Soldats de la République, nous nous sentons aussi sentinelles d'un empire résistant à la marchandisation du monde. Cet empire, sans territoire arrêté ou gouvernement défini, est celui des valeurs intemporelles et pour beaucoup universelles qui ont fondé notre civilisation.


Samedi 18 août 2018

Le deuxième jour de notre rotation, les ukrainiens ont engagé leurs armes de 1ère ligne dans des harcèlements réguliers destinés à provoquer et tester notre dispositif de défense dans le secteur. 

Force est de constater que si les accords de Minsk depuis 4 ans n'amorcent toujours pas le processus de paix, le travail des observateurs de l'OSCE et surtout du STKK est toutefois relativement contraignant et freine sensiblement les provocations de Kiev sur le front. Lorsque les radios signalent le travail des observateurs, les tirs s'estompent puis signalent quelques temps plus tard que le front est à nouveau à la merci des psychopathes ukropithèques.


En face de nous les "ukrops" renforcent également leurs positions, approfondissent les tranchées et rapprochent leur réseau au plus près de nos positions.
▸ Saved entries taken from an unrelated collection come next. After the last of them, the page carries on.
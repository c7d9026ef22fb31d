use serde::Serialize;
use std::collections::BTreeMap;
use std::fmt;

use super::Destination;

/// A named destination clients may be transferred to
#[derive(Debug, Clone, PartialEq, Eq, Serialize)]
pub struct TransferTarget {
    /// Unique registry key (lowercased)
    pub name: String,
    pub destination: Destination,
    /// Alternative names resolving to this target (lowercased)
    #[serde(skip_serializing_if = "Vec::is_empty")]
    pub aliases: Vec<String>,
    #[serde(skip_serializing_if = "BTreeMap::is_empty")]
    pub metadata: BTreeMap<String, String>,
}

impl TransferTarget {
    pub fn new(name: impl AsRef<str>, destination: Destination) -> Self {
        Self {
            name: normalize_name(name.as_ref()),
            destination,
            aliases: Vec::new(),
            metadata: BTreeMap::new(),
        }
    }

    pub fn with_aliases<I, S>(mut self, aliases: I) -> Self
    where
        I: IntoIterator<Item = S>,
        S: AsRef<str>,
    {
        self.aliases = aliases
            .into_iter()
            .map(|a| normalize_name(a.as_ref()))
            .collect();
        self
    }

    pub fn with_metadata(mut self, metadata: BTreeMap<String, String>) -> Self {
        self.metadata = metadata;
        self
    }

    /// One-off target for an address typed by an invoker; named after the address
    pub fn ad_hoc(destination: Destination) -> Self {
        Self::new(destination.to_string(), destination)
    }

    pub fn host(&self) -> &str {
        self.destination.host()
    }

    pub fn port(&self) -> u16 {
        self.destination.port()
    }

    /// Does `name` refer to this target (canonical name or alias)?
    pub fn answers_to(&self, name: &str) -> bool {
        let name = normalize_name(name);
        self.name == name || self.aliases.iter().any(|a| *a == name)
    }

    pub fn is_at(&self, destination: &Destination) -> bool {
        self.destination == *destination
    }
}

impl fmt::Display for TransferTarget {
    fn fmt(&self, f: &mut fmt::Formatter<'_>) -> fmt::Result {
        write!(f, "{} ({})", self.name, self.destination)
    }
}

/// Target names and aliases are matched case-insensitively
pub fn normalize_name(name: &str) -> String {
    name.trim().to_lowercase()
}

#[cfg(test)]
mod tests {
    use super::*;

    #[test]
    fn test_answers_to_name_and_alias() {
        let target = TransferTarget::new("Survival", Destination::new("h2", 25566).unwrap())
            .with_aliases(["SMP", "vanilla"]);

        assert_eq!(target.name, "survival");
        assert!(target.answers_to("survival"));
        assert!(target.answers_to(" smp "));
        assert!(target.answers_to("VANILLA"));
        assert!(!target.answers_to("lobby"));
    }

    #[test]
    fn test_ad_hoc_target_named_after_address() {
        let target = TransferTarget::ad_hoc(Destination::new("10.0.0.5", 19133).unwrap());
        assert_eq!(target.name, "10.0.0.5:19133");
        assert_eq!(target.to_string(), "10.0.0.5:19133 (10.0.0.5:19133)");
    }
}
Ainsi à 100 mètres de nos murs, sur une position d'observation jusqu'ici silencieuse et temporaire, des sacs de terre et de sable ont émergé tels des champignons, hérissés de caisses et percés de meurtrières à partir desquelles naissent de nouveaux échanges de tirs . 
L'avantage de cette proximité est que les ukrops ne peuvent plus utiliser leur artillerie lourde sans risquer des pertes fratricides.

Dans cette guerre de position, les observations réalisées sont vitales, celles de notre position mais également celles des positions voisines et des drones  régimentaires qui viennent régulièrement fouiller les tranchées et les lisières ennemies. Peu à peu, les informations recoupées permettent de dresser un inventaire détaillé du dispositif ennemi, de leur armement collectif, de leurs rotations et voies logistiques etc... et ce travail doit sans cesse être confirmé et mis à jour... et le périscope du soldat devient monocle d’enquêteur.
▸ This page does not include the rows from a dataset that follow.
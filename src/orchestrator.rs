//! Transfer orchestration core
//!
//! Wires the registry, resolver, tracker, dispatcher and timeout watchdog
//! together and exposes the pipeline to the command and event surface:
//! resolve -> begin -> dispatch -> report.

use serde::Serialize;
use std::sync::atomic::{AtomicBool, Ordering};
use std::sync::Arc;
use std::time::Duration;
use tokio::sync::RwLock;
use tracing::{info, warn};

use crate::config::AppConfig;
use crate::dispatcher::Dispatcher;
use crate::domain::{ClientId, Destination, TransferRequest, TransferSession, TransferTarget, Trigger};
use crate::error::{Result, TransferError};
use crate::host::TransferHost;
use crate::locale::MessageCatalog;
use crate::mapping::{MappingDecision, TransferMappings};
use crate::registry::{TargetRegistry, TargetSet};
use crate::resolver::Resolver;
use crate::tracker::{TrackerConfig, TransferTicket, TransferTracker};
use crate::watchdog::{TimeoutWatchdog, WatchdogConfig};

/// Result of a successful configuration reload
#[derive(Debug, Clone, PartialEq, Eq, Serialize)]
pub struct ReloadSummary {
    pub targets: usize,
    pub mappings: usize,
    pub generation: u64,
    pub command_enabled: bool,
    pub default_locale: String,
}

pub struct TransferOrchestrator {
    registry: Arc<TargetRegistry>,
    resolver: Arc<Resolver>,
    tracker: Arc<TransferTracker>,
    dispatcher: Arc<Dispatcher>,
    watchdog: TimeoutWatchdog,
    mappings: RwLock<Arc<TransferMappings>>,
    messages: RwLock<Arc<MessageCatalog>>,
    command_enabled: AtomicBool,
}

impl TransferOrchestrator {
    /// Build the core from validated configuration
    pub fn new(config: &AppConfig, host: Arc<dyn TransferHost>) -> Result<Self> {
        config
            .validate()
            .map_err(|errors| TransferError::Config(errors.join("; ")))?;

        let registry = Arc::new(TargetRegistry::from_config(&config.targets)?);
        let mappings = TransferMappings::from_config(&config.mappings)?;
        let messages = MessageCatalog::from_config(&config.locale)?;
        let resolver = Arc::new(Resolver::new(registry.clone(), config.transfer.selection));
        let tracker = Arc::new(TransferTracker::new(TrackerConfig::from(&config.transfer)));
        let dispatcher = Arc::new(Dispatcher::new(
            host,
            tracker.clone(),
            resolver.clone(),
            config.transfer.fallback,
        ));
        let watchdog = TimeoutWatchdog::new(
            WatchdogConfig {
                sweep_interval: Duration::from_millis(config.transfer.sweep_interval_ms),
            },
            dispatcher.clone(),
        );

        info!(
            "Transfer core ready: {} targets, {} mappings, selection {}, retry ceiling {}, locale {}",
            config.targets.entries().len(),
            mappings.len(),
            resolver.policy(),
            tracker.config().limits.retry_ceiling,
            messages.default_locale()
        );

        Ok(Self {
            registry,
            resolver,
            tracker,
            dispatcher,
            watchdog,
            mappings: RwLock::new(Arc::new(mappings)),
            messages: RwLock::new(Arc::new(messages)),
            command_enabled: AtomicBool::new(config.command.enabled),
        })
    }

    /// Start the timeout watchdog
    pub fn start(&self) {
        self.watchdog.start();
    }

    pub fn shutdown(&self) {
        self.watchdog.stop();
        info!("Transfer core stopped");
    }

    pub fn registry(&self) -> &Arc<TargetRegistry> {
        &self.registry
    }

    pub fn resolver(&self) -> &Arc<Resolver> {
        &self.resolver
    }

    pub fn tracker(&self) -> &Arc<TransferTracker> {
        &self.tracker
    }

    pub fn dispatcher(&self) -> &Arc<Dispatcher> {
        &self.dispatcher
    }

    pub fn watchdog(&self) -> &TimeoutWatchdog {
        &self.watchdog
    }

    pub fn command_enabled(&self) -> bool {
        self.command_enabled.load(Ordering::SeqCst)
    }

    /// Current message catalog
    pub async fn messages(&self) -> Arc<MessageCatalog> {
        self.messages.read().await.clone()
    }

    pub async fn open_session(&self, client_id: &ClientId, current_server: Option<Destination>) {
        self.tracker.open_session(client_id, current_server).await;
    }

    pub async fn close_session(&self, client_id: &ClientId) -> Option<TransferSession> {
        self.tracker.close_session(client_id).await
    }

    /// Record a server switch the host performed on its own
    pub async fn set_current_server(&self, client_id: &ClientId, server: Destination) -> Result<()> {
        self.tracker.set_current_server(client_id, server).await
    }

    /// Resolve a target for `client_id` against its current server
    pub async fn resolve(
        &self,
        client_id: &ClientId,
        trigger: Trigger,
        requested: Option<&str>,
    ) -> Result<TransferTarget> {
        let current = self.tracker.current_server(client_id).await;
        self.resolver
            .resolve(trigger, requested, current.as_ref())
            .await
    }

    /// Open a Pending run for an already resolved target and dispatch it
    pub async fn start_resolved(
        &self,
        client_id: &ClientId,
        target: TransferTarget,
        trigger: Trigger,
    ) -> Result<TransferTicket> {
        let ticket = self
            .tracker
            .begin_transfer(client_id, target, trigger)
            .await?;
        self.dispatcher.dispatch(ticket.request.clone());
        Ok(ticket)
    }

    /// Full pipeline: resolve, begin and dispatch.
    ///
    /// Resolution and guard errors are returned synchronously; the host
    /// outcome arrives through the ticket.
    pub async fn request_transfer(
        &self,
        client_id: &ClientId,
        requested: Option<&str>,
        trigger: Trigger,
    ) -> Result<TransferTicket> {
        let target = self.resolve(client_id, trigger, requested).await?;
        self.start_resolved(client_id, target, trigger).await
    }

    /// Transfer to an address that is not a registered target
    pub async fn transfer_to_address(
        &self,
        client_id: &ClientId,
        destination: Destination,
    ) -> Result<TransferTicket> {
        let current = self.tracker.current_server(client_id).await;
        let target = self
            .resolver
            .resolve_address(destination, current.as_ref())?;
        self.start_resolved(client_id, target, Trigger::Command).await
    }

    pub async fn abort(&self, client_id: &ClientId, reason: &str) -> Result<TransferRequest> {
        self.tracker.abort(client_id, reason).await
    }

    /// Apply reloaded targets, mappings, messages and the command switch.
    ///
    /// Everything is validated before anything is swapped; on error the
    /// running configuration is untouched. Transfer tuning (ceiling, timeout,
    /// selection) only changes on restart.
    pub async fn reload(&self, config: &AppConfig) -> Result<ReloadSummary> {
        let (set, mappings, messages) = match prepare(config) {
            Ok(prepared) => prepared,
            Err(e) => {
                warn!("Reload rejected, keeping previous configuration: {}", e);
                return Err(e);
            }
        };

        let set = self.registry.replace(set).await;
        let mapping_count = mappings.len();
        *self.mappings.write().await = Arc::new(mappings);
        let default_locale = messages.default_locale().to_string();
        *self.messages.write().await = Arc::new(messages);
        self.command_enabled
            .store(config.command.enabled, Ordering::SeqCst);

        let summary = ReloadSummary {
            targets: set.len(),
            mappings: mapping_count,
            generation: self.registry.generation(),
            command_enabled: config.command.enabled,
            default_locale,
        };
        info!(
            "Configuration reloaded: {} targets, {} mappings (generation {})",
            summary.targets, summary.mappings, summary.generation
        );
        Ok(summary)
    }

    /// Decide the Bedrock destination of a backend-initiated Java transfer
    pub async fn route_server_transfer(&self, java: &Destination) -> MappingDecision {
        let mappings = self.mappings.read().await.clone();
        mappings.route(java)
    }
}

fn prepare(config: &AppConfig) -> Result<(TargetSet, TransferMappings, MessageCatalog)> {
    let set = TargetSet::from_config(&config.targets)?;
    let mappings = TransferMappings::from_config(&config.mappings)?;
    let messages = MessageCatalog::from_config(&config.locale)?;
    Ok((set, mappings, messages))
}

impl Drop for TransferOrchestrator {
    fn drop(&mut self) {
        self.watchdog.stop();
    }
}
Les drones confirment et précisent ce que les sens du soldat détectent, comme par exemple ce BMP 1 
dont le moteur grogne régulièrement dans le fouillis d'une lisière (ici dans l'angle supérieur gauche)

Cette activité d'observation et renseignement me rappelle mes années militaires françaises, et je ne peux m'empêcher de sourire à l'idée qu'aujourd'hui, je suis "passé à l'Est" et observe désormais la menace occidentale qui elle est bien réelle. 

Et dans les étages pulvérisés de "Forteruine" une chouette est apparue dans une anfractuosité du mur Ouest, et ce symbole du renseignement militaire occidental (en Russie, c'est la chauve souris) semble m'adresser aujourd'hui un clin d’œil complice dans cet éveil de conscience qui d'année en année, de conflit en lecture, m'a conduit ici jusqu'aux tranchées du Donbass libre.